Building Back Together, a progressive organization run by Biden allies, will air minute-long television commercials next week in Pennsylvania, Nevada, Georgia and Wisconsin that highlight the president’s response to the coronavirus and his wide-ranging economic plans. The group is planning to spend over $3 million on a monthlong effort, including a shorter advertisement that will appear on digital platforms in the same four states and in North Carolina.
Both spots differentiate Mr. Biden’s approach from that of former President Donald J. Trump.
“You won’t hear him yelling or sending angry tweets, because for Joe Biden, actions speak louder,” says a narrator in the television commercial.
The shorter digital advertisement concludes, “No drama, just results.”
The strategy illustrates how determined Democrats are to effectively keep running against Mr. Trump. He may be out of the White House, and barred from sending angry or insulting tweets, but his approval ratings have fallen even lower since he left the presidency, and he remains the best foil for Mr. Biden, who has kept an unusually low profile for a new president.

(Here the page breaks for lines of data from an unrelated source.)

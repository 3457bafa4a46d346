//! Provider identity and descriptor types.

use std::fmt;
use std::path::PathBuf;

use serde::Deserialize;

/// Error returned when parsing an invalid provider id.
#[derive(Debug, Clone, PartialEq, Eq, thiserror::Error)]
#[error("invalid provider id: {reason}")]
pub struct InvalidProviderId {
    reason: &'static str,
}

/// A validated provider identifier.
///
/// Provider ids name one timetable source (e.g. a transit operator's feed)
/// and double as keys for the capability cache and the shared script
/// storage. They are non-empty, lowercase ASCII letters, digits or `_`.
///
/// # Examples
///
/// ```
/// use timetable_engine::domain::ProviderId;
///
/// let id = ProviderId::parse("de_db").unwrap();
/// assert_eq!(id.as_str(), "de_db");
///
/// // Uppercase is rejected
/// assert!(ProviderId::parse("DE_DB").is_err());
///
/// // Empty is rejected
/// assert!(ProviderId::parse("").is_err());
/// ```
#[derive(Clone, PartialEq, Eq, Hash, PartialOrd, Ord)]
pub struct ProviderId(String);

impl ProviderId {
    /// Parse a provider id from a string.
    ///
    /// The input must be non-empty and consist of lowercase ASCII letters,
    /// digits or underscores.
    pub fn parse(s: &str) -> Result<Self, InvalidProviderId> {
        if s.is_empty() {
            return Err(InvalidProviderId {
                reason: "must not be empty",
            });
        }

        for b in s.bytes() {
            if !(b.is_ascii_lowercase() || b.is_ascii_digit() || b == b'_') {
                return Err(InvalidProviderId {
                    reason: "must be lowercase ASCII letters, digits or '_'",
                });
            }
        }

        Ok(ProviderId(s.to_string()))
    }

    /// Returns the id as a string slice.
    pub fn as_str(&self) -> &str {
        &self.0
    }
}

impl fmt::Display for ProviderId {
    fn fmt(&self, f: &mut fmt::Formatter<'_>) -> fmt::Result {
        f.write_str(&self.0)
    }
}

impl fmt::Debug for ProviderId {
    fn fmt(&self, f: &mut fmt::Formatter<'_>) -> fmt::Result {
        write!(f, "ProviderId({})", self.0)
    }
}

impl<'de> Deserialize<'de> for ProviderId {
    fn deserialize<D>(deserializer: D) -> Result<Self, D::Error>
    where
        D: serde::Deserializer<'de>,
    {
        let s = String::deserialize(deserializer)?;
        ProviderId::parse(&s).map_err(serde::de::Error::custom)
    }
}

/// The mode of transport a departure belongs to.
///
/// Scripts report vehicle types by name; anything unrecognized falls back to
/// the provider's default, or [`VehicleType::Unknown`].
#[derive(Debug, Clone, Copy, PartialEq, Eq, Hash, Default, Deserialize)]
#[serde(rename_all = "snake_case")]
pub enum VehicleType {
    #[default]
    Unknown,
    Tram,
    Bus,
    TrolleyBus,
    Subway,
    InterurbanTrain,
    RegionalTrain,
    RegionalExpressTrain,
    InterregionalTrain,
    IntercityTrain,
    HighSpeedTrain,
    Ferry,
    Plane,
}

impl VehicleType {
    /// The script-facing name of this vehicle type.
    pub fn name(self) -> &'static str {
        match self {
            VehicleType::Unknown => "unknown",
            VehicleType::Tram => "tram",
            VehicleType::Bus => "bus",
            VehicleType::TrolleyBus => "trolley_bus",
            VehicleType::Subway => "subway",
            VehicleType::InterurbanTrain => "interurban_train",
            VehicleType::RegionalTrain => "regional_train",
            VehicleType::RegionalExpressTrain => "regional_express_train",
            VehicleType::InterregionalTrain => "interregional_train",
            VehicleType::IntercityTrain => "intercity_train",
            VehicleType::HighSpeedTrain => "high_speed_train",
            VehicleType::Ferry => "ferry",
            VehicleType::Plane => "plane",
        }
    }

    /// Parse a vehicle type from its script-facing name.
    ///
    /// Returns `None` for unrecognized names.
    pub fn from_name(name: &str) -> Option<Self> {
        let ty = match name {
            "tram" => VehicleType::Tram,
            "bus" => VehicleType::Bus,
            "trolley_bus" => VehicleType::TrolleyBus,
            "subway" => VehicleType::Subway,
            "interurban_train" => VehicleType::InterurbanTrain,
            "regional_train" => VehicleType::RegionalTrain,
            "regional_express_train" => VehicleType::RegionalExpressTrain,
            "interregional_train" => VehicleType::InterregionalTrain,
            "intercity_train" => VehicleType::IntercityTrain,
            "high_speed_train" => VehicleType::HighSpeedTrain,
            "ferry" => VehicleType::Ferry,
            "plane" => VehicleType::Plane,
            "unknown" => VehicleType::Unknown,
            _ => return None,
        };
        Some(ty)
    }
}

/// Static descriptor for one provider.
///
/// Produced by the provider metadata reader (outside this crate) from a
/// declarative provider-description file; the engine only consumes it.
/// `Deserialize` is derived so descriptors can be loaded from JSON in the
/// demo binary and tests.
#[derive(Debug, Clone, Deserialize)]
pub struct ProviderData {
    /// The provider's id.
    pub id: ProviderId,

    /// Path to the provider's script file.
    pub script_path: PathBuf,

    /// Optional script extensions the provider's script needs (e.g. "url").
    #[serde(default)]
    pub script_extensions: Vec<String>,

    /// Vehicle type assumed when a record does not name one.
    #[serde(default)]
    pub default_vehicle_type: VehicleType,

    /// Files the script includes, relative to the script's directory or
    /// absolute. Changes to any of these invalidate cached capabilities.
    #[serde(default)]
    pub includes: Vec<PathBuf>,
}

impl ProviderData {
    /// Create a descriptor with just an id and a script path.
    pub fn new(id: ProviderId, script_path: impl Into<PathBuf>) -> Self {
        Self {
            id,
            script_path: script_path.into(),
            script_extensions: Vec::new(),
            default_vehicle_type: VehicleType::Unknown,
            includes: Vec::new(),
        }
    }

    /// Set the script extensions.
    pub fn with_extensions(mut self, extensions: Vec<String>) -> Self {
        self.script_extensions = extensions;
        self
    }

    /// Set the default vehicle type.
    pub fn with_default_vehicle_type(mut self, ty: VehicleType) -> Self {
        self.default_vehicle_type = ty;
        self
    }

    /// Set the include list.
    pub fn with_includes(mut self, includes: Vec<PathBuf>) -> Self {
        self.includes = includes;
        self
    }

    /// Resolve the include paths against the script's directory.
    ///
    /// Relative include paths are interpreted relative to the directory the
    /// script itself lives in.
    pub fn resolved_includes(&self) -> Vec<PathBuf> {
        let base = self.script_path.parent();
        self.includes
            .iter()
            .map(|inc| {
                if inc.is_absolute() {
                    inc.clone()
                } else {
                    match base {
                        Some(dir) => dir.join(inc),
                        None => inc.clone(),
                    }
                }
            })
            .collect()
    }

    /// Load a descriptor from a JSON file.
    ///
    /// A relative `script_path` is resolved against the descriptor's own
    /// directory (includes resolve against the script's directory, see
    /// [`resolved_includes`](Self::resolved_includes)).
    pub fn from_json_file(path: impl AsRef<std::path::Path>) -> Result<Self, std::io::Error> {
        let path = path.as_ref();
        let contents = std::fs::read_to_string(path)?;
        let mut data: ProviderData =
            serde_json::from_str(&contents).map_err(std::io::Error::other)?;
        if data.script_path.is_relative() {
            if let Some(dir) = path.parent() {
                data.script_path = dir.join(&data.script_path);
            }
        }
        Ok(data)
    }
}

Mr. Biden, meanwhile, is drawing solid if not spectacular early marks, a reflection of the country’s deep polarization.
So as he turns to an expansive, and expensive, menu of domestic proposals aimed at lifting the economy, combating poverty and addressing climate change, his supporters are hoping to retain support from the voters who helped lift him to victory last year in part by reminding them of Mr. Biden’s predecessor.
“The message is simple: Chaos is out, competence is in, and help is here for Americans,” said Stephanie Cutter, an adviser to Building Back Together who is close to Mr. Biden and top West Wing officials.

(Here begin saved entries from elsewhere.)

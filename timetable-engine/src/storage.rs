//! Shared key-value storage for provider scripts.
//!
//! Scripts of one provider share a small map across requests and jobs, e.g.
//! to remember a session token fetched once. Access is serialized by one
//! lock per provider; concurrent jobs of the same provider see a
//! linearizable map.

use std::collections::HashMap;
use std::sync::{Arc, Mutex};

use crate::domain::ProviderId;

/// A value stored by a script.
///
/// Only plain data crosses jobs; anything richer stays inside the sandbox
/// that created it.
#[derive(Debug, Clone, PartialEq)]
pub enum StorageValue {
    Text(String),
    Integer(i64),
    Float(f64),
    Boolean(bool),
}

impl From<String> for StorageValue {
    fn from(s: String) -> Self {
        StorageValue::Text(s)
    }
}

impl From<&str> for StorageValue {
    fn from(s: &str) -> Self {
        StorageValue::Text(s.to_string())
    }
}

impl From<i64> for StorageValue {
    fn from(i: i64) -> Self {
        StorageValue::Integer(i)
    }
}

impl From<f64> for StorageValue {
    fn from(f: f64) -> Self {
        StorageValue::Float(f)
    }
}

impl From<bool> for StorageValue {
    fn from(b: bool) -> Self {
        StorageValue::Boolean(b)
    }
}

/// Key-value storage shared by all jobs of one provider.
#[derive(Debug, Default)]
pub struct ProviderStorage {
    values: Mutex<HashMap<String, StorageValue>>,
}

impl ProviderStorage {
    /// Create an empty storage.
    pub fn new() -> Self {
        Self::default()
    }

    /// Store a value under a key, replacing any previous value.
    pub fn put(&self, key: impl Into<String>, value: impl Into<StorageValue>) {
        let mut guard = self.values.lock().expect("storage lock poisoned");
        guard.insert(key.into(), value.into());
    }

    /// Read the value stored under a key.
    pub fn get(&self, key: &str) -> Option<StorageValue> {
        let guard = self.values.lock().expect("storage lock poisoned");
        guard.get(key).cloned()
    }

    /// Remove a key, returning its previous value.
    pub fn remove(&self, key: &str) -> Option<StorageValue> {
        let mut guard = self.values.lock().expect("storage lock poisoned");
        guard.remove(key)
    }

    /// Whether a key is present.
    pub fn contains(&self, key: &str) -> bool {
        let guard = self.values.lock().expect("storage lock poisoned");
        guard.contains_key(key)
    }

    /// Drop all stored values.
    pub fn clear(&self) {
        let mut guard = self.values.lock().expect("storage lock poisoned");
        guard.clear();
    }

    /// Number of stored values.
    pub fn len(&self) -> usize {
        let guard = self.values.lock().expect("storage lock poisoned");
        guard.len()
    }

    /// Whether the storage is empty.
    pub fn is_empty(&self) -> bool {
        self.len() == 0
    }
}

/// Hands out the shared storage for each provider.
///
/// The registry itself is cheap to clone; all clones see the same
/// per-provider maps.
#[derive(Debug, Clone, Default)]
pub struct StorageRegistry {
    providers: Arc<Mutex<HashMap<ProviderId, Arc<ProviderStorage>>>>,
}

impl StorageRegistry {
    /// Create an empty registry.
    pub fn new() -> Self {
        Self::default()
    }

    /// Get the storage for a provider, creating it on first use.
    pub fn storage_for(&self, provider: &ProviderId) -> Arc<ProviderStorage> {
        let mut guard = self.providers.lock().expect("registry lock poisoned");
        guard
            .entry(provider.clone())
            .or_insert_with(|| Arc::new(ProviderStorage::new()))
            .clone()
    }
}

The group, whose formation was first reported in February, is going on the air in vote-rich and costly markets: Las Vegas, Atlanta, Philadelphia and Milwaukee, as well as Scranton, Pa., Mr. Biden’s childhood home. The group has drawn some scrutiny because it has said it will not disclose the identity of its donors.

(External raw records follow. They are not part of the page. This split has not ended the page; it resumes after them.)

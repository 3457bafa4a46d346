//! The per-job script sandbox.
//!
//! Each job gets a fresh interpreter instance wired to its own binding
//! handles; nothing of the interpreter outlives the job or is shared with
//! concurrent jobs. The script source is read fresh from disk on every run
//! (through the modified-time-keyed compile cache), so provider scripts can
//! be edited without restarting the engine.

use std::collections::BTreeSet;
use std::path::Path;
use std::sync::Arc;
use std::sync::atomic::{AtomicBool, Ordering};

use rhai::{AST, Dynamic, Engine, EvalAltResult, Scope};
use tracing::{debug, warn};

use crate::collector::{Publisher, ResultCollector};
use crate::config::{EmptyResultPolicy, EngineConfig};
use crate::domain::{GlobalTimetableInfo, ProviderData, ProviderFeature, Request};
use crate::network::{Downloader, NetworkBridge};
use crate::storage::StorageRegistry;

use super::bindings::{
    Helper, NetworkHandle, ResultHandle, StorageHandle, register_bindings, request_params,
};
use super::compile_cache::CompiledScriptCache;
use super::error::ScriptError;
use super::extensions;

/// Per-job inputs the scheduler provides.
pub struct JobContext {
    /// Cooperative cancellation flag, owned by the job handle.
    pub cancelled: Arc<AtomicBool>,

    /// Runtime the bridge spawns downloads onto.
    pub runtime: tokio::runtime::Handle,

    /// Where published batches go.
    pub publisher: Publisher,
}

/// What one sandbox run produced.
pub struct JobRun {
    /// Total records published, or the error that stopped the script.
    pub result: Result<usize, ScriptError>,

    /// Records published before the run ended, success or not.
    pub published: usize,

    /// Last URL the script attempted to download, for diagnostics.
    pub last_url: Option<String>,
}

/// Executes provider scripts in isolated interpreter instances.
///
/// The sandbox itself is stateless apart from shared read-only pieces (the
/// compile cache, the downloader, the storage registry); it is cheap to
/// share behind an `Arc` and safe to call from many worker threads at once.
pub struct ScriptSandbox {
    compile_cache: CompiledScriptCache,
    storage: StorageRegistry,
    downloader: Arc<dyn Downloader>,
    config: EngineConfig,
}

impl ScriptSandbox {
    /// Create a sandbox running downloads through the given downloader.
    pub fn new(config: EngineConfig, downloader: Arc<dyn Downloader>) -> Self {
        Self {
            compile_cache: CompiledScriptCache::new(),
            storage: StorageRegistry::new(),
            downloader,
            config,
        }
    }

    /// Run one request against a provider's script.
    ///
    /// Must be called from a blocking-capable thread: script downloads park
    /// the calling thread while the I/O completes on `ctx.runtime`.
    pub fn run(&self, provider: &ProviderData, request: &Request, ctx: JobContext) -> JobRun {
        let collector = ResultCollector::new(
            request.kind(),
            self.config.publish_threshold,
            self.config.publish_interval,
            ctx.publisher,
        );
        collector.set_info(GlobalTimetableInfo {
            date_limited: false,
            requested_time: Some(request.common().date_time),
        });
        let bridge = NetworkBridge::new(
            Arc::clone(&self.downloader),
            ctx.runtime,
            Arc::clone(&ctx.cancelled),
            self.config.download_timeout,
        );

        let result = self.execute(provider, request, &collector, &bridge, &ctx.cancelled);
        let published = collector.published_count();
        JobRun {
            result,
            published,
            last_url: bridge.last_url(),
        }
    }

    fn execute(
        &self,
        provider: &ProviderData,
        request: &Request,
        collector: &ResultCollector,
        bridge: &NetworkBridge,
        cancelled: &Arc<AtomicBool>,
    ) -> Result<usize, ScriptError> {
        let ast = self.load_program(provider)?;
        let engine = self.build_engine(provider, Arc::clone(cancelled))?;

        let kind = request.kind();
        let timetable = matches!(
            kind,
            crate::domain::RequestKind::Departures | crate::domain::RequestKind::Arrivals
        );

        let mut scope = Scope::new();
        scope.push("helper", Helper);
        scope.push("network", NetworkHandle::new(bridge.clone(), collector.clone()));
        scope.push(
            "storage",
            StorageHandle::new(self.storage.storage_for(&provider.id)),
        );
        scope.push(
            "result",
            ResultHandle::new(
                collector.clone(),
                request.common().date_time,
                provider.default_vehicle_type,
                timetable,
            ),
        );

        let entry = request.entry_function();
        debug!(provider = %provider.id, %entry, kind = %kind, "running script");

        let params = request_params(request);
        let call = engine.call_fn::<Dynamic>(&mut scope, &ast, entry, (params,));

        if let Err(err) = call {
            let error = classify_eval_error(err, entry, &provider.script_path);
            // A cancelled job publishes nothing beyond what already went out.
            if !error.is_cancelled() {
                warn!(provider = %provider.id, %error, "script run failed");
            }
            return Err(error);
        }

        if cancelled.load(Ordering::Relaxed) {
            return Err(ScriptError::Cancelled);
        }

        collector.flush();
        let published = collector.published_count();

        if published == 0
            && kind.expects_data()
            && self.config.empty_result_policy == EmptyResultPolicy::Error
        {
            return Err(ScriptError::NoData);
        }

        Ok(published)
    }

    /// Compile the provider's includes and main script into one program.
    ///
    /// Includes come first so the main script can call their functions; on
    /// a name clash the main script's definition wins.
    pub fn load_program(&self, provider: &ProviderData) -> Result<AST, ScriptError> {
        let mut combined: Option<AST> = None;
        for include in provider.resolved_includes() {
            let ast = self.compile_cache.load(&include)?;
            combined = Some(match combined {
                Some(mut acc) => {
                    acc.combine((*ast).clone());
                    acc
                }
                None => (*ast).clone(),
            });
        }

        let main = self.compile_cache.load(&provider.script_path)?;
        Ok(match combined {
            Some(mut acc) => {
                acc.combine((*main).clone());
                acc
            }
            None => (*main).clone(),
        })
    }

    /// Probe which features a provider's script offers.
    ///
    /// Implicit features come from which entry functions the program
    /// defines; a script may additionally declare features explicitly via
    /// an optional `features()` function returning an array of names.
    pub fn probe_features(
        &self,
        provider: &ProviderData,
    ) -> Result<BTreeSet<ProviderFeature>, ScriptError> {
        let ast = self.load_program(provider)?;

        let mut features = BTreeSet::new();
        let mut has_declaration = false;
        for function in ast.iter_functions() {
            if function.name == "features" {
                has_declaration = true;
            }
            for implied in ProviderFeature::implied_by_entry(function.name) {
                features.insert(*implied);
            }
        }

        if has_declaration {
            let engine = self.build_engine(provider, Arc::new(AtomicBool::new(false)))?;
            let mut scope = Scope::new();
            scope.push("helper", Helper);

            let declared = engine
                .call_fn::<Dynamic>(&mut scope, &ast, "features", ())
                .map_err(|e| classify_eval_error(e, "features", &provider.script_path))?;

            if let Some(array) = declared.try_cast::<rhai::Array>() {
                for item in array {
                    let name = item.to_string();
                    match name.parse::<ProviderFeature>() {
                        Ok(feature) => {
                            features.insert(feature);
                        }
                        Err(_) => warn!(provider = %provider.id, feature = %name,
                            "script declared unknown feature, ignoring"),
                    }
                }
            }
        }

        Ok(features)
    }

    fn build_engine(
        &self,
        provider: &ProviderData,
        cancelled: Arc<AtomicBool>,
    ) -> Result<Engine, ScriptError> {
        let mut engine = Engine::new();
        register_bindings(&mut engine);

        for extension in &provider.script_extensions {
            engine.register_static_module(extension, extensions::shared_module(extension)?);
        }

        engine.on_progress(move |_ops| {
            if cancelled.load(Ordering::Relaxed) {
                Some(Dynamic::UNIT)
            } else {
                None
            }
        });

        Ok(engine)
    }
}

/// Map an interpreter error to the engine's taxonomy.
fn classify_eval_error(err: Box<EvalAltResult>, entry: &str, path: &Path) -> ScriptError {
    // A missing entry function surfaces unwrapped from the call itself.
    if let EvalAltResult::ErrorFunctionNotFound(signature, _) = err.as_ref() {
        if signature.split(' ').next() == Some(entry) {
            return ScriptError::FunctionMissing {
                name: entry.to_string(),
            };
        }
    }

    // Errors raised inside called functions arrive wrapped; the innermost
    // error carries the position that points at the offending statement.
    let inner = innermost_error(&err);
    if matches!(inner, EvalAltResult::ErrorTerminated(..)) {
        return ScriptError::Cancelled;
    }
    ScriptError::Runtime {
        path: path.to_path_buf(),
        line: inner.position().line(),
        message: inner.to_string(),
    }
}

fn innermost_error(err: &EvalAltResult) -> &EvalAltResult {
    match err {
        EvalAltResult::ErrorInFunctionCall(_, _, inner, _) => innermost_error(inner),
        other => other,
    }
}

The ads are aimed at winning over people of color, upscale white suburbanites and the smaller group of working-class whites who moved from supporting Mr. Trump in 2016 to backing Mr. Biden in 2020. Building Back Together is particularly focused on retaining the sort of independent or even Republican-leaning voters who backed Mr. Biden but might have voted for G.O.P. candidates farther down the ballot.
The goal for this and future ad blitzes, officials say, is to try to cement the president’s new coalition by reminding them of what they may have disliked about Mr. Trump and by pitching Mr. Biden’s agenda. They hope that by mixing television and digital they will reach voters across platforms and throughout the day.
In addition to being crucial presidential battlegrounds, Georgia, Nevada, Pennsylvania and Wisconsin also have some of the most significant races for Senate and governor seats next year.
This new effort, while chiefly aimed at promoting Mr. Biden, could also help Democratic candidates in those states whose fortunes in the midterms will be tied in large part to the president’s popularity. Many in the party, including Mr. Biden himself earlier this year, have said that former President Barack Obama did not do enough to highlight his early agenda and paid a price for it in the 2010 midterm elections.
This is Building Back Better’s first advertising campaign, but the organization intends to be active as the main outside group for Mr. Biden, at least through next year’s midterm election. The name is taken from the president’s campaign slogan, which has become shorthand for his post-Covid economic proposals.